### WHAT TO PRODUCE
Reproduce every entry word for word.

++++ RECORDS FOR THIS EXERCISE ++++

//! CLI command implementations
//!
//! Both commands resolve the storage settings first; a missing connection
//! string or container stops the process before any socket is bound.

use std::io::Write;
use std::sync::Arc;

use tracing::info;
use tracing_subscriber::{layer::SubscriberExt, util::SubscriberInitExt, EnvFilter};

use crate::file_storage::{ConnectionString, ObjectStoreBackend, StorageBackend};
use crate::http_server::{HttpServer, HttpServerConfig};

use super::args::{Cli, Command, StorageArgs};
use super::errors::{CliError, CliResult};

const CONNECTION_STRING_VAR: &str = "AZURE_STORAGE_CONNECTION_STRING";
const CONTAINER_VAR: &str = "AZURE_STORAGE_CONTAINER";

/// Validated storage settings
#[derive(Debug, Clone)]
pub struct StorageSettings {
    pub connection: ConnectionString,
    pub container: String,
}

impl StorageSettings {
    /// Resolve settings from flags / environment.
    ///
    /// Absent and empty values are both fatal.
    pub fn from_args(args: &StorageArgs) -> CliResult<Self> {
        let raw = required(args.connection_string.as_deref(), CONNECTION_STRING_VAR)?;
        let container = required(args.container.as_deref(), CONTAINER_VAR)?;

        let connection = ConnectionString::parse(raw)?;

        Ok(Self {
            connection,
            container: container.to_string(),
        })
    }

    /// Build the storage backend these settings point at
    pub fn connect(&self) -> CliResult<Arc<dyn StorageBackend>> {
        let backend = ObjectStoreBackend::azure(&self.connection, &self.container)?;
        info!(
            account = self.connection.account_name.as_deref().unwrap_or("devstoreaccount1"),
            container = %self.container,
            "storage backend configured"
        );
        Ok(Arc::new(backend))
    }
}

fn required<'a>(value: Option<&'a str>, var: &str) -> CliResult<&'a str> {
    match value.map(str::trim) {
        Some(v) if !v.is_empty() => Ok(v),
        _ => Err(CliError::config_error(format!(
            "Please set {} (or pass --{})",
            var,
            flag_for(var)
        ))),
    }
}

fn flag_for(var: &str) -> &'static str {
    if var == CONNECTION_STRING_VAR {
        "connection-string"
    } else {
        "container"
    }
}

/// Entry point used by `main`
pub fn run() -> CliResult<()> {
    // .env is optional; a broken one is not
    if let Err(e) = dotenvy::dotenv() {
        if !e.not_found() {
            return Err(CliError::config_error(format!("Failed to load .env: {}", e)));
        }
    }

    init_tracing();

    let cli = Cli::parse_args();
    run_command(cli.command)
}

/// Dispatch a parsed command
pub fn run_command(cmd: Command) -> CliResult<()> {
    match cmd {
        Command::Serve {
            storage,
            host,
            port,
            max_upload_mb,
        } => {
            let http_config = HttpServerConfig {
                host,
                port,
                max_upload_bytes: max_upload_mb.saturating_mul(1024 * 1024),
            };
            serve(&storage, http_config)
        }
        Command::List { storage } => list(&storage),
    }
}

fn init_tracing() {
    let env_filter = EnvFilter::try_from_default_env().unwrap_or_else(|_| EnvFilter::new("info"));

    // A subscriber may already be installed (tests)
    let _ = tracing_subscriber::registry()
        .with(env_filter)
        .with(tracing_subscriber::fmt::layer())
        .try_init();
}

fn runtime() -> CliResult<tokio::runtime::Runtime> {
    tokio::runtime::Runtime::new()
        .map_err(|e| CliError::boot_failed(format!("Failed to create tokio runtime: {}", e)))
}

/// Start the HTTP front-end
pub fn serve(storage: &StorageArgs, http_config: HttpServerConfig) -> CliResult<()> {
    let settings = StorageSettings::from_args(storage)?;
    let backend = settings.connect()?;

    let server = HttpServer::with_config(http_config, backend);

    runtime()?.block_on(async {
        server
            .start()
            .await
            .map_err(|e| CliError::boot_failed(format!("HTTP server failed: {}", e)))
    })
}

/// Print every object name, one per line
pub fn list(storage: &StorageArgs) -> CliResult<()> {
    let settings = StorageSettings::from_args(storage)?;
    let backend = settings.connect()?;

    let names = runtime()?.block_on(backend.list())?;
    write_names(&mut std::io::stdout().lock(), &names)
}

fn write_names<W: Write>(out: &mut W, names: &[String]) -> CliResult<()> {
    for name in names {
        writeln!(out, "{}", name)?;
    }
    out.flush()?;
    Ok(())
}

++++

### EXERCISE OUTPUT
//! CLI command implementations
//!
//! Both commands resolve the storage settings first; a missing connection
//! string or container stops the process before any socket is bound.

use std::io::Write;
use std::sync::Arc;

use tracing::info;
use tracing_subscriber::{layer::SubscriberExt, util::SubscriberInitExt, EnvFilter};

use crate::file_storage::{ConnectionString, ObjectStoreBackend, StorageBackend};
use crate::http_server::{HttpServer, HttpServerConfig};

use super::args::{Cli, Command, StorageArgs};
use super::errors::{CliError, CliResult};

const CONNECTION_STRING_VAR: &str = "AZURE_STORAGE_CONNECTION_STRING";
const CONTAINER_VAR: &str = "AZURE_STORAGE_CONTAINER";

/// Validated storage settings
#[derive(Debug, Clone)]
pub struct StorageSettings {
    pub connection: ConnectionString,
    pub container: String,
}

impl StorageSettings {
    /// Resolve settings from flags / environment.
    ///
    /// Absent and empty values are both fatal.
    pub fn from_args(args: &StorageArgs) -> CliResult<Self> {
        let raw = required(args.connection_string.as_deref(), CONNECTION_STRING_VAR)?;
        let container = required(args.container.as_deref(), CONTAINER_VAR)?;

        let connection = ConnectionString::parse(raw)?;

        Ok(Self {
            connection,
            container: container.to_string(),
        })
    }

    /// Build the storage backend these settings point at
    pub fn connect(&self) -> CliResult<Arc<dyn StorageBackend>> {
        let backend = ObjectStoreBackend::azure(&self.connection, &self.container)?;
        info!(
            account = self.connection.account_name.as_deref().unwrap_or("devstoreaccount1"),
            container = %self.container,
            "storage backend configured"
        );
        Ok(Arc::new(backend))
    }
}

fn required<'a>(value: Option<&'a str>, var: &str) -> CliResult<&'a str> {
    match value.map(str::trim) {
        Some(v) if !v.is_empty() => Ok(v),
        _ => Err(CliError::config_error(format!(
            "Please set {} (or pass --{})",
            var,
            flag_for(var)
        ))),
    }
}

fn flag_for(var: &str) -> &'static str {
    if var == CONNECTION_STRING_VAR {
        "connection-string"
    } else {
        "container"
    }
}

/// Entry point used by `main`
pub fn run() -> CliResult<()> {
    // .env is optional; a broken one is not
    if let Err(e) = dotenvy::dotenv() {
        if !e.not_found() {
            return Err(CliError::config_error(format!("Failed to load .env: {}", e)));
        }
    }

    init_tracing();

    let cli = Cli::parse_args();
    run_command(cli.command)
}

/// Dispatch a parsed command
pub fn run_command(cmd: Command) -> CliResult<()> {
    match cmd {
        Command::Serve {
            storage,
            host,
            port,
            max_upload_mb,
        } => {
            let http_config = HttpServerConfig {
                host,
                port,
                max_upload_bytes: max_upload_mb.saturating_mul(1024 * 1024),
            };
            serve(&storage, http_config)
        }
        Command::List { storage } => list(&storage),
    }
}

fn init_tracing() {
    let env_filter = EnvFilter::try_from_default_env().unwrap_or_else(|_| EnvFilter::new("info"));

    // A subscriber may already be installed (tests)
    let _ = tracing_subscriber::registry()
        .with(env_filter)
        .with(tracing_subscriber::fmt::layer())
        .try_init();
}

fn runtime() -> CliResult<tokio::runtime::Runtime> {
    tokio::runtime::Runtime::new()
        .map_err(|e| CliError::boot_failed(format!("Failed to create tokio runtime: {}", e)))
}

/// Start the HTTP front-end
pub fn serve(storage: &StorageArgs, http_config: HttpServerConfig) -> CliResult<()> {
    let settings = StorageSettings::from_args(storage)?;
    let backend = settings.connect()?;

    let server = HttpServer::with_config(http_config, backend);

    runtime()?.block_on(async {
        server
            .start()
            .await
            .map_err(|e| CliError::boot_failed(format!("HTTP server failed: {}", e)))
    })
}

/// Print every object name, one per line
pub fn list(storage: &StorageArgs) -> CliResult<()> {
    let settings = StorageSettings::from_args(storage)?;
    let backend = settings.connect()?;

    let names = runtime()?.block_on(backend.list())?;
    write_names(&mut std::io::stdout().lock(), &names)
}

fn write_names<W: Write>(out: &mut W, names: &[String]) -> CliResult<()> {
    for name in names {
        writeln!(out, "{}", name)?;
    }
    out.flush()?;
    Ok(())
}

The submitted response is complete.